▶ [WHAT TO DO]
Search the records for "statistic". Copy every line where it appears.

▶ [EXERCISE MATERIALS]

//! Shared types for the OLAP dispatcher.
//!
//! Errors, scalar values, ordered records and the canonical result contract
//! handed to the rendering layer all live here so every stage of the
//! pipeline (catalog, builder, executor, normalizer) speaks the same types.

use std::collections::BTreeMap;

use serde::Serialize;
use serde::ser::{SerializeMap, Serializer};
use thiserror::Error;

// ---------------------------------------------------------------------------
// Error type
// ---------------------------------------------------------------------------

/// Failure raised anywhere between catalog lookup and normalization.
///
/// Each variant maps to a stable [`ErrorKind`] so the transport boundary can
/// pick a status code without parsing messages.
#[derive(Debug, Clone, PartialEq, Eq, Error)]
pub enum OlapError {
    /// The operation id is not registered in the catalog.
    #[error("unknown operation '{0}'")]
    UnknownOperation(String),
    /// A parameterized filter was dispatched without a binding.
    #[error("missing value for parameter '{0}'")]
    MissingParameter(String),
    /// The specification references something the schema does not know.
    #[error("unsupported specification: {0}")]
    UnsupportedSpecification(String),
    /// Connectivity or SQL failure reported by the warehouse driver.
    #[error("warehouse query failed: {0}")]
    Execution(String),
}

/// Stable, machine-readable error category.
#[derive(Copy, Clone, Debug, PartialEq, Eq, Serialize)]
#[serde(rename_all = "snake_case")]
pub enum ErrorKind {
    UnknownOperation,
    MissingParameter,
    UnsupportedSpecification,
    ExecutionError,
}

impl std::fmt::Display for ErrorKind {
    fn fmt(&self, f: &mut std::fmt::Formatter<'_>) -> std::fmt::Result {
        match self {
            Self::UnknownOperation => write!(f, "unknown_operation"),
            Self::MissingParameter => write!(f, "missing_parameter"),
            Self::UnsupportedSpecification => write!(f, "unsupported_specification"),
            Self::ExecutionError => write!(f, "execution_error"),
        }
    }
}

impl OlapError {
    pub fn kind(&self) -> ErrorKind {
        match self {
            Self::UnknownOperation(_) => ErrorKind::UnknownOperation,
            Self::MissingParameter(_) => ErrorKind::MissingParameter,
            Self::UnsupportedSpecification(_) => ErrorKind::UnsupportedSpecification,
            Self::Execution(_) => ErrorKind::ExecutionError,
        }
    }

    /// True when the caller, not the system, is at fault.
    pub fn is_client_error(&self) -> bool {
        matches!(
            self.kind(),
            ErrorKind::UnknownOperation | ErrorKind::MissingParameter
        )
    }

    /// HTTP status a transport layer should answer with.
    pub fn http_status(&self) -> u16 {
        if self.is_client_error() { 400 } else { 500 }
    }

    /// Execution failures are transient; everything else will fail again.
    pub fn is_retryable(&self) -> bool {
        self.kind() == ErrorKind::ExecutionError
    }
}

impl From<rusqlite::Error> for OlapError {
    fn from(err: rusqlite::Error) -> Self {
        Self::Execution(err.to_string())
    }
}

/// Convenience alias.
pub type OlapResult<T> = std::result::Result<T, OlapError>;

// ---------------------------------------------------------------------------
// Scalar values
// ---------------------------------------------------------------------------

/// A single cell as read from (or bound into) the warehouse.
#[derive(Debug, Clone, PartialEq)]
pub enum Scalar {
    Null,
    Integer(i64),
    Real(f64),
    Text(String),
}

impl Scalar {
    pub fn is_null(&self) -> bool {
        matches!(self, Self::Null)
    }

    /// Numeric view of the value. Text is not parsed here.
    pub fn as_f64(&self) -> Option<f64> {
        match self {
            Self::Integer(i) => Some(*i as f64),
            Self::Real(r) => Some(*r),
            _ => None,
        }
    }

    pub fn as_str(&self) -> Option<&str> {
        match self {
            Self::Text(s) => Some(s),
            _ => None,
        }
    }

    /// Render the value as a label (pivot column names, chart categories).
    pub fn label(&self) -> String {
        match self {
            Self::Null => "null".into(),
            Self::Integer(i) => i.to_string(),
            Self::Real(r) => r.to_string(),
            Self::Text(s) => s.clone(),
        }
    }

    pub(crate) fn to_sql_value(&self) -> rusqlite::types::Value {
        use rusqlite::types::Value;
        match self {
            Self::Null => Value::Null,
            Self::Integer(i) => Value::Integer(*i),
            Self::Real(r) => Value::Real(*r),
            Self::Text(s) => Value::Text(s.clone()),
        }
    }

    pub(crate) fn from_value_ref(value: rusqlite::types::ValueRef<'_>) -> Self {
        use rusqlite::types::ValueRef;
        match value {
            ValueRef::Null => Self::Null,
            ValueRef::Integer(i) => Self::Integer(i),
            ValueRef::Real(r) => Self::Real(r),
            ValueRef::Text(bytes) => Self::Text(String::from_utf8_lossy(bytes).into_owned()),
            // Binary columns never appear in the star schema; surface them as text.
            ValueRef::Blob(bytes) => Self::Text(String::from_utf8_lossy(bytes).into_owned()),
        }
    }
}

impl From<&str> for Scalar {
    fn from(value: &str) -> Self {
        Self::Text(value.to_string())
    }
}

impl From<String> for Scalar {
    fn from(value: String) -> Self {
        Self::Text(value)
    }
}

impl From<i64> for Scalar {
    fn from(value: i64) -> Self {
        Self::Integer(value)
    }
}

impl From<f64> for Scalar {
    fn from(value: f64) -> Self {
        Self::Real(value)
    }
}

impl Serialize for Scalar {
    fn serialize<S: Serializer>(&self, serializer: S) -> Result<S::Ok, S::Error> {
        match self {
            Self::Null => serializer.serialize_none(),
            Self::Integer(i) => serializer.serialize_i64(*i),
            // serde_json would otherwise refuse NaN; the normalizer already
            // maps non-finite values to null, this is the last line.
            Self::Real(r) if !r.is_finite() => serializer.serialize_none(),
            Self::Real(r) => serializer.serialize_f64(*r),
            Self::Text(s) => serializer.serialize_str(s),
        }
    }
}

// ---------------------------------------------------------------------------
// Records
// ---------------------------------------------------------------------------

/// One row: column name → scalar, in column order.
#[derive(Debug, Clone, Default, PartialEq)]
pub struct Record {
    fields: Vec<(String, Scalar)>,
}

impl Record {
    pub fn new() -> Self {
        Self::default()
    }

    /// Builder-style insert, handy in tests and fixtures.
    pub fn with(mut self, column: impl Into<String>, value: impl Into<Scalar>) -> Self {
        self.set(column, value.into());
        self
    }

    /// Insert or replace a column, keeping the original position on replace.
    pub fn set(&mut self, column: impl Into<String>, value: Scalar) {
        let column = column.into();
        match self.fields.iter_mut().find(|(name, _)| *name == column) {
            Some(slot) => slot.1 = value,
            None => self.fields.push((column, value)),
        }
    }

    pub fn get(&self, column: &str) -> Option<&Scalar> {
        self.fields
            .iter()
            .find(|(name, _)| name == column)
            .map(|(_, value)| value)
    }

    pub fn columns(&self) -> impl Iterator<Item = &str> {
        self.fields.iter().map(|(name, _)| name.as_str())
    }

    pub fn iter(&self) -> impl Iterator<Item = (&str, &Scalar)> {
        self.fields.iter().map(|(name, value)| (name.as_str(), value))
    }

    pub(crate) fn iter_mut(&mut self) -> impl Iterator<Item = (&str, &mut Scalar)> {
        self.fields
            .iter_mut()
            .map(|(name, value)| (name.as_str(), value))
    }

    pub fn len(&self) -> usize {
        self.fields.len()
    }

    pub fn is_empty(&self) -> bool {
        self.fields.is_empty()
    }
}

impl Serialize for Record {
    fn serialize<S: Serializer>(&self, serializer: S) -> Result<S::Ok, S::Error> {
        let mut map = serializer.serialize_map(Some(self.fields.len()))?;
        for (name, value) in &self.fields {
            map.serialize_entry(name, value)?;
        }
        map.end()
    }
}

/// Named values for parameterized filters.
pub type Bindings = BTreeMap<String, Scalar>;

// ---------------------------------------------------------------------------
// Result shape and canonical result
// ---------------------------------------------------------------------------

/// How raw rows must be reshaped before they reach the caller.
#[derive(Debug, Clone, PartialEq, Eq)]
pub enum ResultShape {
    /// Rows pass through; `numeric` lists columns that must be numbers.
    Flat { numeric: Vec<String> },
    /// Long-form rows (row key, pivot value, measure) become a wide matrix.
    Matrix {
        row_key: String,
        pivot_key: String,
        value: String,
    },
    /// A single statistic.
    Scalar { field: String },
}

/// Canonical chart-input contract consumed by the rendering layer.
#[derive(Debug, Clone, PartialEq)]
pub enum CanonicalResult {
    /// Ordered homogeneous records.
    Flat(Vec<Record>),
    /// One record per row key, one column per discovered pivot value.
    Matrix {
        row_key: String,
        columns: Vec<String>,
        rows: Vec<Record>,
    },
    /// A single one-field record.
    Scalar(Record),
}

impl CanonicalResult {
    /// Short name of the shape, used in logs and CLI metadata.
    pub fn shape_name(&self) -> &'static str {
        match self {
            Self::Flat(_) => "flat",
            Self::Matrix { .. } => "matrix",
            Self::Scalar(_) => "scalar",
        }
    }

    /// Number of records; a scalar counts as one.
    pub fn row_count(&self) -> usize {
        match self {
            Self::Flat(rows) => rows.len(),
            Self::Matrix { rows, .. } => rows.len(),
            Self::Scalar(_) => 1,
        }
    }

    /// True when there is nothing to chart. A null statistic counts as empty.
    pub fn is_empty(&self) -> bool {
        match self {
            Self::Flat(rows) => rows.is_empty(),
            Self::Matrix { rows, .. } => rows.is_empty(),
            Self::Scalar(record) => record.iter().all(|(_, value)| value.is_null()),
        }
    }

    pub fn records(&self) -> &[Record] {
        match self {
            Self::Flat(rows) => rows,
            Self::Matrix { rows, .. } => rows,
            Self::Scalar(record) => std::slice::from_ref(record),
        }
    }

    /// JSON value in the wire shape (array for flat/matrix, object for scalar).
    pub fn to_json(&self) -> serde_json::Value {
        serde_json::to_value(self).unwrap_or(serde_json::Value::Null)
    }
}

impl Serialize for CanonicalResult {
    fn serialize<S: Serializer>(&self, serializer: S) -> Result<S::Ok, S::Error> {
        match self {
            Self::Flat(rows) => rows.serialize(serializer),
            Self::Matrix { rows, .. } => rows.serialize(serializer),
            Self::Scalar(record) => record.serialize(serializer),
        }
    }
}

// ---------------------------------------------------------------------------
// Tests
// ---------------------------------------------------------------------------
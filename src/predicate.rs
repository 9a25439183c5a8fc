//! Binding of parsed conditions to a schema, and their evaluation on rows.
//!
//! Binding resolves bare words against column names, casts the literal side
//! of a comparison to the column's declared type and compiles LIKE patterns
//! once, so `evaluate` is a pure function of the row.

use crate::ast::{ComparisonOp, Condition, Term};
use crate::error::{EngineError, EngineResult};
use crate::parser::parse_condition;
use crate::storage::{Column, Table, Value};
use regex::Regex;
use std::collections::HashSet;

#[derive(Debug, Clone, PartialEq)]
pub enum Operand {
    Column(usize),
    Literal(Value),
}

impl Operand {
    fn resolve<'a>(&'a self, row: &'a [Value]) -> &'a Value {
        match self {
            Operand::Column(idx) => &row[*idx],
            Operand::Literal(value) => value,
        }
    }
}

#[derive(Debug, Clone)]
pub enum Predicate {
    /// Column-vs-literal conditions are normalised so the column is on the left.
    Compare {
        left: Operand,
        op: ComparisonOp,
        right: Operand,
    },
    In {
        column: usize,
        members: HashSet<String>,
    },
    Between {
        column: usize,
        low: String,
        high: String,
        numeric: Option<(f64, f64)>,
    },
    Like {
        column: usize,
        pattern: Regex,
    },
}

impl Predicate {
    pub fn parse(condition: &str, columns: &[Column]) -> EngineResult<Self> {
        let parsed = parse_condition(condition)?;
        Self::bind(&parsed, columns)
    }

    pub fn bind(condition: &Condition, columns: &[Column]) -> EngineResult<Self> {
        match condition {
            Condition::Compare { left, op, right } => {
                match (resolve_term(left, columns), resolve_term(right, columns)) {
                    (Some(l), Some(r)) => Ok(Predicate::Compare {
                        left: Operand::Column(l),
                        op: *op,
                        right: Operand::Column(r),
                    }),
                    (Some(l), None) => Ok(Predicate::Compare {
                        left: Operand::Column(l),
                        op: *op,
                        right: Operand::Literal(cast_literal(right, &columns[l])?),
                    }),
                    (None, Some(r)) => Ok(Predicate::Compare {
                        left: Operand::Column(r),
                        op: op.mirrored(),
                        right: Operand::Literal(cast_literal(left, &columns[r])?),
                    }),
                    (None, None) => Err(EngineError::condition(format!(
                        "condition {} {} {} does not reference an existing column",
                        left.text(),
                        op,
                        right.text()
                    ))),
                }
            }
            Condition::In { column, values } => {
                let idx = require_column(column, columns)?;
                let mut members = HashSet::with_capacity(values.len());
                for term in values {
                    members.insert(cast_literal(term, &columns[idx])?.to_string());
                }
                Ok(Predicate::In {
                    column: idx,
                    members,
                })
            }
            Condition::Between { column, low, high } => {
                let idx = require_column(column, columns)?;
                let numeric = match (
                    low.text().trim().parse::<f64>(),
                    high.text().trim().parse::<f64>(),
                ) {
                    (Ok(l), Ok(h)) => Some((l, h)),
                    _ => None,
                };
                Ok(Predicate::Between {
                    column: idx,
                    low: low.text().to_string(),
                    high: high.text().to_string(),
                    numeric,
                })
            }
            Condition::Like { column, pattern } => {
                let idx = require_column(column, columns)?;
                Ok(Predicate::Like {
                    column: idx,
                    pattern: like_regex(pattern)?,
                })
            }
        }
    }

    /// Null operands never satisfy a predicate.
    pub fn evaluate(&self, row: &[Value]) -> bool {
        match self {
            Predicate::Compare { left, op, right } => left
                .resolve(row)
                .compare(right.resolve(row))
                .map_or(false, |ordering| op.matches(ordering)),
            Predicate::In { column, members } => {
                let value = &row[*column];
                !value.is_null() && members.contains(&value.to_string())
            }
            Predicate::Between {
                column,
                low,
                high,
                numeric,
            } => {
                let value = &row[*column];
                if value.is_null() {
                    return false;
                }
                if let (Some((lo, hi)), Some(v)) = (numeric, value.as_f64()) {
                    return *lo <= v && v <= *hi;
                }
                let text = value.to_string();
                low.as_str() <= text.as_str() && text.as_str() <= high.as_str()
            }
            Predicate::Like { column, pattern } => {
                let value = &row[*column];
                !value.is_null() && pattern.is_match(&value.to_string())
            }
        }
    }

    /// `(op, key)` when this predicate compares column `column` with a literal.
    pub fn key_comparison(&self, column: usize) -> Option<(ComparisonOp, &Value)> {
        match self {
            Predicate::Compare {
                left: Operand::Column(idx),
                op,
                right: Operand::Literal(value),
            } if *idx == column => Some((*op, value)),
            _ => None,
        }
    }
}

fn resolve_term(term: &Term, columns: &[Column]) -> Option<usize> {
    match term {
        Term::Word(word) => columns.iter().position(|c| c.name == *word),
        Term::Quoted(_) => None,
    }
}

fn require_column(name: &str, columns: &[Column]) -> EngineResult<usize> {
    columns
        .iter()
        .position(|c| c.name == name)
        .ok_or_else(|| EngineError::condition(format!("column {} does not exist", name)))
}

fn cast_literal(term: &Term, column: &Column) -> EngineResult<Value> {
    column
        .data_type
        .cast(&Value::Text(term.text().to_string()))
        .ok_or_else(|| {
            EngineError::condition(format!(
                "value {} cannot be cast to {} for column {}",
                term.text(),
                column.data_type,
                column.name
            ))
        })
}

/// Compiles a LIKE pattern into an anchored regex: `%` matches any run of
/// characters, `_` exactly one.
pub fn like_regex(pattern: &str) -> EngineResult<Regex> {
    let mut source = String::with_capacity(pattern.len() + 8);
    source.push_str("(?s)^");
    let mut literal = String::new();
    for ch in pattern.chars() {
        match ch {
            '%' | '_' => {
                source.push_str(&regex::escape(&literal));
                literal.clear();
                source.push_str(if ch == '%' { ".*" } else { "." });
            }
            _ => literal.push(ch),
        }
    }
    source.push_str(&regex::escape(&literal));
    source.push('$');
    Regex::new(&source)
        .map_err(|err| EngineError::condition(format!("invalid LIKE pattern {}: {}", pattern, err)))
}

/// Two-table predicate `left_column op right_column`.
#[derive(Debug, Clone, Copy, PartialEq, Eq)]
pub struct JoinPredicate {
    pub left: usize,
    pub op: ComparisonOp,
    pub right: usize,
}

impl JoinPredicate {
    /// Resolves a join condition. Names may be qualified with their table name;
    /// a condition written right-table-first is flipped.
    pub fn bind(condition: &str, left: &Table, right: &Table) -> EngineResult<Self> {
        let (left_name, op, right_name) = match parse_condition(condition)? {
            Condition::Compare {
                left: Term::Word(l),
                op,
                right: Term::Word(r),
            } => (l, op, r),
            _ => {
                return Err(EngineError::condition(format!(
                    "join condition must compare two columns: {}",
                    condition
                )))
            }
        };

        if let (Some(l), Some(r)) = (
            resolve_in(left, &left_name),
            resolve_in(right, &right_name),
        ) {
            return Ok(Self { left: l, op, right: r });
        }
        if let (Some(l), Some(r)) = (
            resolve_in(left, &right_name),
            resolve_in(right, &left_name),
        ) {
            return Ok(Self {
                left: l,
                op: op.mirrored(),
                right: r,
            });
        }
        let (table, column) = if resolve_in(left, &left_name).is_none() {
            (left, left_name)
        } else {
            (right, right_name)
        };
        Err(EngineError::JoinColumn {
            table: table.name().to_string(),
            column,
            valid: table.column_names(),
        })
    }

    pub fn evaluate(&self, left: &[Value], right: &[Value]) -> bool {
        left[self.left]
            .compare(&right[self.right])
            .map_or(false, |ordering| self.op.matches(ordering))
    }
}

fn resolve_in(table: &Table, name: &str) -> Option<usize> {
    table.column_index(name).or_else(|| {
        name.strip_prefix(table.name())
            .and_then(|rest| rest.strip_prefix('.'))
            .filter(|_| !table.name().is_empty())
            .and_then(|column| table.column_index(column))
    })
}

▶ [WRITTEN RESPONSE]
    /// A single statistic.
    /// True when there is nothing to chart. A null statistic counts as empty.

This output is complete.